Maybe it's because there is an impending Micro Publishing News reunion in CA in August, but I am curiously nostalgic for the late 1990s (for a wide variety of reasons...), and I never succumb to nostalgia. Anyway, that September 1999 MPN column (see previous post) also featured a faux news story inspired by actual AIGA calendars we would get in the office. David G. and I often would talk of starting an actual award called the Illegies:
Design Firm Wins Award for Unreadable Events Calendar
San Francisco-based cAribA +/& Associates, a design firm specializing in advertising collateral and branding, recently won the award for Most Overdesigned and Unreadable at the Illegies, a Bay Area competition for illegible and unreadable design.

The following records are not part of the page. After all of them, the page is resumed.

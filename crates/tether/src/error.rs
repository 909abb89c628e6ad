//! Error types surfaced through the notifier.

/// Errors produced while managing the connection.
///
/// None of these are fatal to the manager; every variant is delivered
/// through the notifier's error channel instead of being returned or
/// panicking.
#[derive(Debug, Clone, PartialEq, Eq, thiserror::Error)]
pub enum SocketError {
    #[error("invalid address: {0}")]
    BadAddress(String),

    #[error("socket is not connected")]
    NotConnected,

    #[error("send failed: {0}")]
    Send(String),

    #[error("transport error: {0}")]
    Transport(String),
}
//! Lifecycle notifications delivered to the host.
//!
//! Each named channel holds at most one handler; registering a new handler
//! replaces (and effectively unregisters) the previous one. Handlers are
//! plain `Fn` callbacks invoked from the manager's event processing, so they
//! should hand work off quickly, typically with a `try_send` into the
//! host's own channel.

use std::sync::Arc;

use tokio::sync::Mutex;

use crate::error::SocketError;
use crate::types::Payload;

/// Callback for the `connected` channel.
pub type ConnectedHandler = Box<dyn Fn() + Send + Sync>;
/// Callback for the `disconnected` channel.
pub type DisconnectedHandler = Box<dyn Fn() + Send + Sync>;
/// Callback for the `retrying` channel; receives the new flag value.
pub type RetryingHandler = Box<dyn Fn(bool) + Send + Sync>;
/// Callback for the `message` channel; receives the inbound payload.
pub type MessageHandler = Box<dyn Fn(Payload) + Send + Sync>;
/// Callback for the `error` channel.
pub type ErrorHandler = Box<dyn Fn(SocketError) + Send + Sync>;

/// Named lifecycle channels with single-registration semantics.
#[derive(Clone, Default)]
pub struct Notifier {
    on_connected: Arc<Mutex<Option<ConnectedHandler>>>,
    on_disconnected: Arc<Mutex<Option<DisconnectedHandler>>>,
    on_retrying: Arc<Mutex<Option<RetryingHandler>>>,
    on_message: Arc<Mutex<Option<MessageHandler>>>,
    on_error: Arc<Mutex<Option<ErrorHandler>>>,
}

impl Notifier {
    /// Sets the `connected` handler, replacing any previous one.
    pub async fn set_connected(&self, cb: ConnectedHandler) {
        *self.on_connected.lock().await = Some(cb);
    }

    /// Sets the `disconnected` handler, replacing any previous one.
    pub async fn set_disconnected(&self, cb: DisconnectedHandler) {
        *self.on_disconnected.lock().await = Some(cb);
    }

    /// Sets the `retrying` handler, replacing any previous one.
    pub async fn set_retrying(&self, cb: RetryingHandler) {
        *self.on_retrying.lock().await = Some(cb);
    }

    /// Sets the `message` handler, replacing any previous one.
    pub async fn set_message(&self, cb: MessageHandler) {
        *self.on_message.lock().await = Some(cb);
    }

    /// Sets the `error` handler, replacing any previous one.
    pub async fn set_error(&self, cb: ErrorHandler) {
        *self.on_error.lock().await = Some(cb);
    }

    pub(crate) async fn connected(&self) {
        if let Some(cb) = self.on_connected.lock().await.as_ref() {
            cb();
        }
    }

    pub(crate) async fn disconnected(&self) {
        if let Some(cb) = self.on_disconnected.lock().await.as_ref() {
            cb();
        }
    }

    pub(crate) async fn retrying(&self, value: bool) {
        if let Some(cb) = self.on_retrying.lock().await.as_ref() {
            cb(value);
        }
    }

    pub(crate) async fn message(&self, payload: Payload) {
        if let Some(cb) = self.on_message.lock().await.as_ref() {
            cb(payload);
        }
    }

    pub(crate) async fn error(&self, err: SocketError) {
        tracing::warn!("{err}");
        if let Some(cb) = self.on_error.lock().await.as_ref() {
            cb(err);
        }
    }
}

#[cfg(test)]
mod tests {
    use super::*;
    use std::sync::atomic::{AtomicU32, Ordering};

    #[tokio::test]
    async fn emit_without_handler_is_silent() {
        let notifier = Notifier::default();
        notifier.connected().await;
        notifier.disconnected().await;
        notifier.retrying(true).await;
        notifier.message(Payload::from("hi")).await;
        notifier.error(SocketError::NotConnected).await;
    }

    #[tokio::test]
    async fn handler_receives_event() {
        let notifier = Notifier::default();
        let hits = Arc::new(AtomicU32::new(0));
        let h = hits.clone();
        notifier
            .set_connected(Box::new(move || {
                h.fetch_add(1, Ordering::Relaxed);
            }))
            .await;

        notifier.connected().await;
        notifier.connected().await;
        assert_eq!(hits.load(Ordering::Relaxed), 2);
    }

    #[tokio::test]
    async fn registering_replaces_previous_handler() {
        let notifier = Notifier::default();
        let first = Arc::new(AtomicU32::new(0));
        let second = Arc::new(AtomicU32::new(0));

        let f = first.clone();
        notifier
            .set_message(Box::new(move |_| {
                f.fetch_add(1, Ordering::Relaxed);
            }))
            .await;
        let s = second.clone();
        notifier
            .set_message(Box::new(move |_| {
                s.fetch_add(1, Ordering::Relaxed);
            }))
            .await;

        notifier.message(Payload::from("data")).await;
        assert_eq!(first.load(Ordering::Relaxed), 0, "old handler detached");
        assert_eq!(second.load(Ordering::Relaxed), 1);
    }

    #[tokio::test]
    async fn retrying_handler_sees_flag_value() {
        let notifier = Notifier::default();
        let seen = Arc::new(std::sync::Mutex::new(Vec::new()));
        let s = seen.clone();
        notifier
            .set_retrying(Box::new(move |value| {
                s.lock().unwrap().push(value);
            }))
            .await;

        notifier.retrying(true).await;
        notifier.retrying(false).await;
        assert_eq!(*seen.lock().unwrap(), vec![true, false]);
    }
}
//! Line classification

use crate::patterns::{PatternRule, RuleSets};
use serde::{Deserialize, Serialize};
use std::fmt;
use tracing::trace;

/// Category assigned to a single line of an email body
#[derive(Debug, Clone, Copy, Default, PartialEq, Eq, Hash, Serialize, Deserialize)]
#[serde(rename_all = "snake_case")]
pub enum LineCategory {
    /// Human-authored content
    #[default]
    Body,
    /// Quoted reply, attribution line or forwarded-message divider
    Quote,
    /// Machine-appended tagline or legal boilerplate
    AutoSignature,
    /// Unsubscribe and subscription-management boilerplate
    MailingListFooter,
}

impl LineCategory {
    #[must_use]
    pub const fn is_hidden(self) -> bool {
        !matches!(self, Self::Body)
    }

    #[must_use]
    pub const fn is_signature(self) -> bool {
        matches!(self, Self::AutoSignature)
    }

    #[must_use]
    pub const fn is_quoted(self) -> bool {
        matches!(self, Self::Quote)
    }

    #[must_use]
    pub const fn as_str(self) -> &'static str {
        match self {
            Self::Body => "body",
            Self::Quote => "quote",
            Self::AutoSignature => "auto_signature",
            Self::MailingListFooter => "mailing_list_footer",
        }
    }
}

impl fmt::Display for LineCategory {
    fn fmt(&self, f: &mut fmt::Formatter<'_>) -> fmt::Result {
        write!(f, "{}", self.as_str())
    }
}

/// Assigns a [`LineCategory`] to lines using a strict priority cascade:
/// quote rules, then auto-signature rules, then (when enabled) mailing-list
/// footer rules. Anything left over is body text.
#[derive(Debug, Clone)]
pub struct LineClassifier {
    rules: RuleSets,
    detect_footers: bool,
}

impl Default for LineClassifier {
    fn default() -> Self {
        Self::new(RuleSets::default(), true)
    }
}

impl LineClassifier {
    #[must_use]
    pub const fn new(rules: RuleSets, detect_footers: bool) -> Self {
        Self {
            rules,
            detect_footers,
        }
    }

    /// Classify a line. Surrounding whitespace is ignored.
    #[must_use]
    pub fn classify(&self, line: &str) -> LineCategory {
        self.explain(line)
            .map_or(LineCategory::Body, |(category, rule)| {
                trace!("Classified line as {}: {}", category, rule.description());
                category
            })
    }

    /// Category and the rule that fired, or `None` for body text
    #[must_use]
    pub fn explain(&self, line: &str) -> Option<(LineCategory, &PatternRule)> {
        let line = line.trim();

        self.rules
            .quote
            .find(line)
            .map(|rule| (LineCategory::Quote, rule))
            .or_else(|| {
                self.rules
                    .auto_signature
                    .find(line)
                    .map(|rule| (LineCategory::AutoSignature, rule))
            })
            .or_else(|| {
                if self.detect_footers {
                    self.rules
                        .mailing_list_footer
                        .find(line)
                        .map(|rule| (LineCategory::MailingListFooter, rule))
                } else {
                    None
                }
            })
    }

    #[must_use]
    pub const fn detects_footers(&self) -> bool {
        self.detect_footers
    }

    #[must_use]
    pub const fn rules(&self) -> &RuleSets {
        &self.rules
    }
}
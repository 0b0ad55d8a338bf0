//! Parser configuration

use crate::error::Result;
use serde::{Deserialize, Serialize};

/// Options for [`EmailBodyParser`](crate::EmailBodyParser)
#[derive(Debug, Clone, Copy, PartialEq, Eq, Serialize, Deserialize)]
#[serde(default)]
pub struct ParserOptions {
    /// Reserved. Signature lines always get their own fragment.
    #[serde(alias = "keepSignatures")]
    pub keep_signatures: bool,

    /// Reserved. Disclaimers are covered by the auto-signature rules.
    #[serde(alias = "removeDisclaimers")]
    pub remove_disclaimers: bool,

    /// Classify mailing-list footers; when off, footer lines are body text
    #[serde(alias = "removeMailingListFooters")]
    pub remove_mailing_list_footers: bool,
}

impl Default for ParserOptions {
    fn default() -> Self {
        Self {
            keep_signatures: true,
            remove_disclaimers: true,
            remove_mailing_list_footers: true,
        }
    }
}

impl ParserOptions {
    /// Read options from JSON. Missing fields keep their defaults.
    pub fn from_json(json: &str) -> Result<Self> {
        Ok(serde_json::from_str(json)?)
    }
}
//! Fragment model produced by the segmenting parser

use crate::classifier::LineCategory;
use serde::{Deserialize, Serialize};
use std::fmt;

/// A maximal run of consecutive lines sharing one category
#[derive(Debug, Clone, PartialEq, Eq, Serialize, Deserialize)]
pub struct Fragment {
    /// Joined lines, without leading or trailing newlines
    pub content: String,

    /// Category shared by every line in the run
    pub category: LineCategory,
}

impl Fragment {
    /// Build a fragment, trimming leading and trailing newline runs
    #[must_use]
    pub fn new(content: impl Into<String>, category: LineCategory) -> Self {
        let content = content.into();
        Self {
            content: content.trim_matches('\n').to_string(),
            category,
        }
    }

    /// Anything other than body text is hidden from the visible projection
    #[must_use]
    pub const fn is_hidden(&self) -> bool {
        self.category.is_hidden()
    }

    #[must_use]
    pub const fn is_signature(&self) -> bool {
        self.category.is_signature()
    }

    #[must_use]
    pub const fn is_quoted(&self) -> bool {
        self.category.is_quoted()
    }
}

impl fmt::Display for Fragment {
    fn fmt(&self, f: &mut fmt::Formatter<'_>) -> fmt::Result {
        write!(f, "{}", self.content)
    }
}

/// An email body split into ordered fragments
#[derive(Debug, Clone, Default, PartialEq, Eq, Serialize, Deserialize)]
pub struct ParsedEmail {
    /// Fragments in document order
    pub fragments: Vec<Fragment>,
}

impl ParsedEmail {
    #[must_use]
    pub const fn new(fragments: Vec<Fragment>) -> Self {
        Self { fragments }
    }

    #[must_use]
    pub fn fragments(&self) -> &[Fragment] {
        &self.fragments
    }

    #[must_use]
    pub fn into_fragments(self) -> Vec<Fragment> {
        self.fragments
    }

    /// Text of all non-hidden fragments
    #[must_use]
    pub fn visible_text(&self) -> String {
        join_fragments(self.fragments.iter().filter(|f| !f.is_hidden()))
    }

    /// Text of quoted fragments only
    #[must_use]
    pub fn quoted_text(&self) -> String {
        join_fragments(self.fragments.iter().filter(|f| f.is_quoted()))
    }

    #[must_use]
    pub const fn len(&self) -> usize {
        self.fragments.len()
    }

    #[must_use]
    pub const fn is_empty(&self) -> bool {
        self.fragments.is_empty()
    }
}

// Trailing tildes are left behind by upstream truncation markers
fn join_fragments<'a>(fragments: impl Iterator<Item = &'a Fragment>) -> String {
    let joined = fragments
        .map(|f| f.content.as_str())
        .collect::<Vec<_>>()
        .join("\n");
    joined.trim_end_matches('~').to_string()
}
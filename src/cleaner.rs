//! Truncating cleaner
//!
//! Keeps everything above the first quoted, auto-generated or footer line and
//! drops the rest. Human sign-offs such as "Thanks, John" are body text and
//! survive.

use crate::classifier::{LineCategory, LineClassifier};
use crate::patterns::{RuleSets, SIGNATURE_DELIMITER, strip_artifacts};
use std::sync::LazyLock;
use tracing::debug;

static DEFAULT_CLEANER: LazyLock<Cleaner> = LazyLock::new(Cleaner::default);

/// Remove quoted replies, auto-signatures and mailing-list footers using the
/// built-in rules. `None` and empty input both yield an empty string.
///
/// ```rust
/// use email_body_parser::clean_text;
///
/// assert_eq!(clean_text("Hi\n\n> quoted"), "Hi");
/// assert_eq!(clean_text(None::<&str>), "");
/// ```
#[must_use]
pub fn clean_text<'a>(text: impl Into<Option<&'a str>>) -> String {
    DEFAULT_CLEANER.clean(text)
}

/// Truncating cleaner over a configurable set of rules.
/// Footer detection is always on.
#[derive(Debug, Clone)]
pub struct Cleaner {
    classifier: LineClassifier,
}

impl Default for Cleaner {
    fn default() -> Self {
        Self::with_rules(RuleSets::default())
    }
}

impl Cleaner {
    #[must_use]
    pub const fn with_rules(rules: RuleSets) -> Self {
        Self {
            classifier: LineClassifier::new(rules, true),
        }
    }

    #[must_use]
    pub fn clean<'a>(&self, text: impl Into<Option<&'a str>>) -> String {
        let Some(text) = text.into().filter(|t| !t.is_empty()) else {
            return String::new();
        };

        let stripped = strip_artifacts(text);
        let lines: Vec<&str> = stripped.split('\n').collect();
        let end = self.truncation_point(&lines);

        trim_trailing_blanks(&lines[..end]).join("\n")
    }

    /// Index of the first line to drop (exclusive end of the kept prefix)
    fn truncation_point(&self, lines: &[&str]) -> usize {
        for (idx, line) in lines.iter().enumerate() {
            let Some((category, rule)) = self.classifier.explain(line) else {
                continue;
            };

            // A "--" right above a footer belongs to the footer block
            if category == LineCategory::MailingListFooter
                && idx > 0
                && lines[idx - 1].trim() == SIGNATURE_DELIMITER
            {
                debug!(
                    "Truncating at signature delimiter on line {} before footer: {}",
                    idx - 1,
                    rule.description()
                );
                return idx - 1;
            }

            debug!("Truncating at line {idx} ({category}): {}", rule.description());
            return idx;
        }

        lines.len()
    }
}

fn trim_trailing_blanks<'a, 'b>(lines: &'b [&'a str]) -> &'b [&'a str] {
    let end = lines
        .iter()
        .rposition(|line| !line.trim().is_empty())
        .map_or(0, |idx| idx + 1);
    &lines[..end]
}
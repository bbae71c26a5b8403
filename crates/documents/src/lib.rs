//! `clearbook-documents` — content models for generated PDFs.
//!
//! This crate produces the *content* of an invoice document or account
//! statement; the actual page layout and byte rendering belong to an external
//! PDF library fed from these shapes.

pub mod invoice_document;
pub mod statement;

pub use invoice_document::{DocumentLine, InvoiceDocument};
pub use statement::{AccountStatement, StatementLine};
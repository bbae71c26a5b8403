//! Shared test fixtures.

use chrono::{Duration, NaiveDate};

use clearbook_core::{InvoiceId, Money, SupplierId};
use clearbook_invoicing::Invoice;
use clearbook_suppliers::Supplier;

/// Fixed reference date so fixtures stay deterministic.
pub fn today() -> NaiveDate {
    NaiveDate::from_ymd_opt(2026, 6, 15).unwrap()
}

pub fn supplier(name: &str) -> Supplier {
    Supplier {
        id: SupplierId::new(),
        name: name.to_string(),
        contact_person: None,
        email: None,
        phone: None,
        address: None,
    }
}

pub fn invoice(supplier_id: SupplierId, total: &str, is_paid: bool, due: NaiveDate) -> Invoice {
    let total: Money = total.parse().unwrap();
    Invoice {
        id: InvoiceId::new(),
        supplier_id,
        amount: total,
        total_amount: total,
        due_date: due,
        is_paid,
        invoice_number: None,
        items: None,
    }
}

/// Unpaid invoice whose due date lies `days_ago` days before `reference`
/// (negative values put it in the future).
pub fn unpaid_due_days_ago(days_ago: i64, amount: &str, reference: NaiveDate) -> Invoice {
    invoice(
        SupplierId::new(),
        amount,
        false,
        reference - Duration::days(days_ago),
    )
}
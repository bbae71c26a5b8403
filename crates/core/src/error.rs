//! Domain error model.

use thiserror::Error;

/// Result type used across the domain layer.
pub type DomainResult<T> = Result<T, DomainError>;

/// Domain-level error.
///
/// Keep this focused on deterministic, business/domain failures (validation,
/// data quality, conflicts). Infrastructure concerns belong elsewhere.
#[derive(Debug, Error, Clone, PartialEq, Eq)]
pub enum DomainError {
    /// A value failed validation (e.g. malformed input).
    #[error("validation failed: {0}")]
    Validation(String),

    /// A monetary field could not be read as an exact two-decimal value.
    #[error("malformed monetary value: {0}")]
    MalformedAmount(String),

    /// A domain invariant was violated (e.g. an aggregate total overflowed).
    #[error("invariant violated: {0}")]
    InvariantViolation(String),

    /// An invoice record arrived without a due date.
    #[error("missing due date")]
    MissingDueDate,

    /// An identifier was invalid (e.g. parse failure).
    #[error("invalid identifier: {0}")]
    InvalidId(String),

    /// A requested resource was not found (domain-level).
    #[error("not found")]
    NotFound,

    /// A conflict occurred (e.g. deleting a supplier with open invoices).
    #[error("conflict: {0}")]
    Conflict(String),
}

impl DomainError {
    pub fn validation(msg: impl Into<String>) -> Self {
        Self::Validation(msg.into())
    }

    pub fn malformed_amount(msg: impl Into<String>) -> Self {
        Self::MalformedAmount(msg.into())
    }

    pub fn invariant(msg: impl Into<String>) -> Self {
        Self::InvariantViolation(msg.into())
    }

    pub fn invalid_id(msg: impl Into<String>) -> Self {
        Self::InvalidId(msg.into())
    }

    pub fn conflict(msg: impl Into<String>) -> Self {
        Self::Conflict(msg.into())
    }

    pub fn not_found() -> Self {
        Self::NotFound
    }
}
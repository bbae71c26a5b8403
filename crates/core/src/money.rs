//! Fixed-point monetary value.
//!
//! Amounts are carried as a signed count of minor units (cents) so that
//! aggregate totals never accumulate floating-point drift. The only cast to
//! floating point happens at serialization time, where JSON consumers expect
//! a plain number with two-decimal semantics.

use core::fmt;
use core::iter::Sum;
use core::ops::{Add, AddAssign, Neg, Sub};
use core::str::FromStr;

use serde::de::{self, Visitor};
use serde::{Deserialize, Deserializer, Serialize, Serializer};

use crate::error::{DomainError, DomainResult};

/// A monetary amount in minor units (cents).
#[derive(Debug, Copy, Clone, Default, PartialEq, Eq, PartialOrd, Ord, Hash)]
pub struct Money(i64);

impl Money {
    pub const ZERO: Money = Money(0);

    /// Construct from minor units (cents).
    pub const fn from_minor(minor: i64) -> Self {
        Self(minor)
    }

    /// Construct from whole currency units.
    pub const fn from_major(major: i64) -> Self {
        Self(major * 100)
    }

    pub const fn minor_units(self) -> i64 {
        self.0
    }

    pub const fn is_zero(self) -> bool {
        self.0 == 0
    }

    pub fn checked_add(self, other: Money) -> Option<Money> {
        self.0.checked_add(other.0).map(Money)
    }

    pub fn checked_sub(self, other: Money) -> Option<Money> {
        self.0.checked_sub(other.0).map(Money)
    }

    /// Overflow-checked sum.
    ///
    /// Aggregations fold through this so that an overflowing total surfaces
    /// as an invariant error instead of wrapping (or panicking in debug
    /// builds).
    pub fn total<I: IntoIterator<Item = Money>>(amounts: I) -> DomainResult<Money> {
        amounts.into_iter().try_fold(Money::ZERO, |acc, amount| {
            acc.checked_add(amount)
                .ok_or_else(|| DomainError::invariant("monetary total overflow"))
        })
    }
}

impl Add for Money {
    type Output = Money;

    fn add(self, rhs: Money) -> Money {
        Money(self.0 + rhs.0)
    }
}

impl AddAssign for Money {
    fn add_assign(&mut self, rhs: Money) {
        self.0 += rhs.0;
    }
}

impl Sub for Money {
    type Output = Money;

    fn sub(self, rhs: Money) -> Money {
        Money(self.0 - rhs.0)
    }
}

impl Neg for Money {
    type Output = Money;

    fn neg(self) -> Money {
        Money(-self.0)
    }
}

impl Sum for Money {
    fn sum<I: Iterator<Item = Money>>(iter: I) -> Money {
        iter.fold(Money::ZERO, Add::add)
    }
}

impl<'a> Sum<&'a Money> for Money {
    fn sum<I: Iterator<Item = &'a Money>>(iter: I) -> Money {
        iter.copied().sum()
    }
}

impl fmt::Display for Money {
    fn fmt(&self, f: &mut fmt::Formatter<'_>) -> fmt::Result {
        let sign = if self.0 < 0 { "-" } else { "" };
        let abs = self.0.unsigned_abs();
        write!(f, "{sign}{}.{:02}", abs / 100, abs % 100)
    }
}

impl FromStr for Money {
    type Err = DomainError;

    /// Parse a decimal string with at most two fraction digits.
    ///
    /// Accepts `"200"`, `"120.50"`, `"-3.7"`. Anything else (including
    /// sub-cent precision) is rejected rather than silently rounded.
    fn from_str(s: &str) -> Result<Self, Self::Err> {
        let malformed = || DomainError::malformed_amount(s.to_string());

        let (sign, rest) = match s.strip_prefix('-') {
            Some(rest) => (-1i64, rest),
            None => (1i64, s),
        };
        if rest.is_empty() {
            return Err(malformed());
        }

        let (int_part, frac_part) = match rest.split_once('.') {
            Some((i, f)) => (i, f),
            None => (rest, ""),
        };
        if int_part.is_empty() || frac_part.len() > 2 {
            return Err(malformed());
        }
        if !int_part.bytes().all(|b| b.is_ascii_digit())
            || !frac_part.bytes().all(|b| b.is_ascii_digit())
        {
            return Err(malformed());
        }

        let major: i64 = int_part.parse().map_err(|_| malformed())?;
        let mut minor: i64 = match frac_part.len() {
            0 => 0,
            1 => frac_part.parse::<i64>().map_err(|_| malformed())? * 10,
            _ => frac_part.parse().map_err(|_| malformed())?,
        };
        minor = major
            .checked_mul(100)
            .and_then(|m| m.checked_add(minor))
            .ok_or_else(malformed)?;

        Ok(Money(sign * minor))
    }
}

impl Serialize for Money {
    fn serialize<S: Serializer>(&self, serializer: S) -> Result<S::Ok, S::Error> {
        // Display-time cast. The f64 round trip is exact for magnitudes up
        // to about 2^49 minor units (~5.6e12 currency units); invoice
        // amounts sit far inside that range.
        serializer.serialize_f64(self.0 as f64 / 100.0)
    }
}

struct MoneyVisitor;

impl Visitor<'_> for MoneyVisitor {
    type Value = Money;

    fn expecting(&self, formatter: &mut fmt::Formatter) -> fmt::Result {
        formatter.write_str("a monetary amount with at most two decimal places")
    }

    fn visit_i64<E: de::Error>(self, v: i64) -> Result<Money, E> {
        v.checked_mul(100)
            .map(Money)
            .ok_or_else(|| E::custom("monetary amount out of range"))
    }

    fn visit_u64<E: de::Error>(self, v: u64) -> Result<Money, E> {
        i64::try_from(v)
            .ok()
            .and_then(|v| v.checked_mul(100))
            .map(Money)
            .ok_or_else(|| E::custom("monetary amount out of range"))
    }

    fn visit_f64<E: de::Error>(self, v: f64) -> Result<Money, E> {
        let minor = v * 100.0;
        let rounded = minor.round();
        // Tolerance scales with magnitude so that f64 representation noise
        // on large amounts is not mistaken for sub-cent precision.
        let tolerance = 1e-6_f64.max(minor.abs() * 1e-11);
        if !minor.is_finite() || (minor - rounded).abs() > tolerance {
            return Err(E::custom(format!(
                "monetary amount {v} has sub-cent precision"
            )));
        }
        if rounded < i64::MIN as f64 || rounded > i64::MAX as f64 {
            return Err(E::custom("monetary amount out of range"));
        }
        Ok(Money(rounded as i64))
    }

    fn visit_str<E: de::Error>(self, v: &str) -> Result<Money, E> {
        v.parse().map_err(|e: DomainError| E::custom(e.to_string()))
    }
}

impl<'de> Deserialize<'de> for Money {
    fn deserialize<D: Deserializer<'de>>(deserializer: D) -> Result<Money, D::Error> {
        deserializer.deserialize_any(MoneyVisitor)
    }
}
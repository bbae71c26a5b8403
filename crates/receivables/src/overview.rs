//! Total / paid / unpaid rollup for the dashboard summary cards.

use serde::Serialize;

use clearbook_core::{DomainError, DomainResult, Money};
use clearbook_invoicing::Invoice;

/// The `{ totalAr, paidAr, unpaidAr }` triple.
///
/// `paid + unpaid == total` holds exactly for every snapshot: all three
/// figures are derived from the same minor-unit sums.
#[derive(Debug, Clone, Copy, Default, PartialEq, Eq, Serialize)]
#[serde(rename_all = "camelCase")]
pub struct ArOverview {
    pub total_ar: Money,
    pub paid_ar: Money,
    pub unpaid_ar: Money,
}

/// Roll a snapshot up into the overview triple, summing `amount`.
///
/// Sums are overflow-checked; an overflowing total surfaces as an invariant
/// error instead of wrapping.
pub fn overview(invoices: &[Invoice]) -> DomainResult<ArOverview> {
    let total_ar = Money::total(invoices.iter().map(|i| i.amount))?;
    let paid_ar = Money::total(invoices.iter().filter(|i| i.is_paid).map(|i| i.amount))?;
    let unpaid_ar = total_ar
        .checked_sub(paid_ar)
        .ok_or_else(|| DomainError::invariant("unpaid total overflow"))?;
    Ok(ArOverview {
        total_ar,
        paid_ar,
        unpaid_ar,
    })
}
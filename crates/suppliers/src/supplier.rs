use serde::{Deserialize, Serialize};

use clearbook_core::{DomainError, DomainResult, SupplierId};

/// A validated supplier.
///
/// Suppliers own zero-or-more invoices (referenced by `supplier_id` on the
/// invoice side). The outstanding balance is derived by the receivables
/// aggregator and never stored here.
#[derive(Debug, Clone, PartialEq, Eq, Serialize, Deserialize)]
#[serde(rename_all = "camelCase")]
pub struct Supplier {
    pub id: SupplierId,
    pub name: String,
    pub contact_person: Option<String>,
    pub email: Option<String>,
    pub phone: Option<String>,
    pub address: Option<String>,
}

/// Raw supplier record as received at the store boundary.
///
/// Unknown fields are tolerated and dropped; validation happens once, in
/// [`Supplier::from_record`], so downstream code can rely on the typed shape.
#[derive(Debug, Clone, Default, PartialEq, Eq, Deserialize)]
#[serde(rename_all = "camelCase")]
pub struct SupplierRecord {
    #[serde(default)]
    pub name: String,
    pub contact_person: Option<String>,
    pub email: Option<String>,
    pub phone: Option<String>,
    pub address: Option<String>,
}

impl Supplier {
    /// Validate a raw record into a supplier with the given identity.
    pub fn from_record(id: SupplierId, record: SupplierRecord) -> DomainResult<Self> {
        let name = record.name.trim().to_string();
        if name.is_empty() {
            return Err(DomainError::validation("supplier name must not be empty"));
        }

        Ok(Self {
            id,
            name,
            contact_person: record.contact_person,
            email: record.email,
            phone: record.phone,
            address: record.address,
        })
    }
}
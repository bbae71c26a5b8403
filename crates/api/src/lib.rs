//! `clearbook-api` — HTTP surface for the receivables dashboard.

pub mod app;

The winning piece was the 1997 events calendar, created by cAribA +/& Associates for the San Francisco Symphony.
“What made this events calendar stand out is that it is designed in such a way that it’s not only completely impossible to determine what is taking place on any given night, but it also isn’t clear without intense study that it even is an events calendar,” said judge Dennis Amoeba.
“cAribA +/& Associates is proud to be so thoroughly incomprehensible,” says firm principal Usndeir Skhtysweyy.
cAribA +/& Associates is a full-service design firm whose clients include…well, we’re not really sure. (1997)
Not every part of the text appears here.